Is the Link Between Bitcoin and Stocks Real or Exaggerated?
CrediBULL Crypto asserts that Bitcoin’s connection to traditional markets has been misinterpreted. The analyst points out that the recent correction in the S&P 500 is a healthy movement and that the cryptocurrency market historically follows independent trends. He notes, “Moments when charts appear ‘overheated’ present the most profitable opportunities.”

Recent data shows that Bitcoin gained 18.6% over the past year. However, it is currently trading 25% below its record high of $108,786 reached earlier this year. CrediBULL Crypto identifies the $80,000 to $90,000 range as a significant support and resistance area, indicating that maintaining this range would send positive signals to the market.
Contrasting Views from Other Experts
In contrast, seasoned analysts like Peter Brandt suggest that Bitcoin may be forming a double top pattern. He warns that without breaking above $90,000, the risk of decline increases.

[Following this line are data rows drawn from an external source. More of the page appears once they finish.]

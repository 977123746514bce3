/// DOM ids and pacing constants of the web front-end.
///
/// Scene geometry and the button mapping live in `xr_core::constants`; this
/// file only holds what is specific to the browser page.
pub const CANVAS_ID: &str = "app-canvas";
pub const INSPECTOR_ID: &str = "inspector";
pub const ENTER_VR_ID: &str = "enter-vr";

// The immersive views render through their own WebGL2 context, which must not
// share a canvas with the WebGPU desktop surface.
pub const XR_GL_CANVAS_ID: &str = "xr-gl-canvas";

// Inspector text is rebuilt at most this often (milliseconds)
pub const INSPECTOR_REFRESH_MS: u64 = 250;

pub const ENTER_VR_LABEL: &str = "Enter VR";
pub const EXIT_VR_LABEL: &str = "Exit VR";

// Pointer buttons that orbit the desktop camera (primary and middle)
pub const ORBIT_BUTTONS: [i16; 2] = [0, 1];

// Wheel events in line mode are scaled to roughly match pixel mode
pub const WHEEL_LINE_HEIGHT_PX: f32 = 16.0;
pub const WHEEL_PAGE_HEIGHT_PX: f32 = 800.0;

pub const INSPECTOR_STYLE: &str = "position:fixed;top:8px;left:8px;z-index:10;margin:0;\
padding:8px 12px;border-radius:6px;background:rgba(10,14,24,0.8);color:#cfe7ff;\
font:12px ui-monospace,monospace;white-space:pre;pointer-events:none";

pub const ENTER_VR_STYLE: &str = "position:fixed;bottom:24px;left:50%;transform:translateX(-50%);\
z-index:10;padding:10px 20px;border-radius:6px;border:1px solid rgba(80,110,150,0.6);\
background:rgba(10,14,24,0.85);color:#cfe7ff;font:15px system-ui;cursor:pointer";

Additionally, Arthur Hayes, a co-founder of BitMEX, highlights the significance of the test level at $78,000, cautioning that prices could target below $75,000.
Market data indicates that despite short-term fears, long-term optimism persists. The Crypto Fear and Greed Index has shifted from signaling “extreme greed” a year ago to “extreme fear” currently. Nonetheless, Bitcoin’s price remains 20% higher compared to last year. CrediBULL Crypto concludes by advising investors to be prepared for both bearish and bullish scenarios.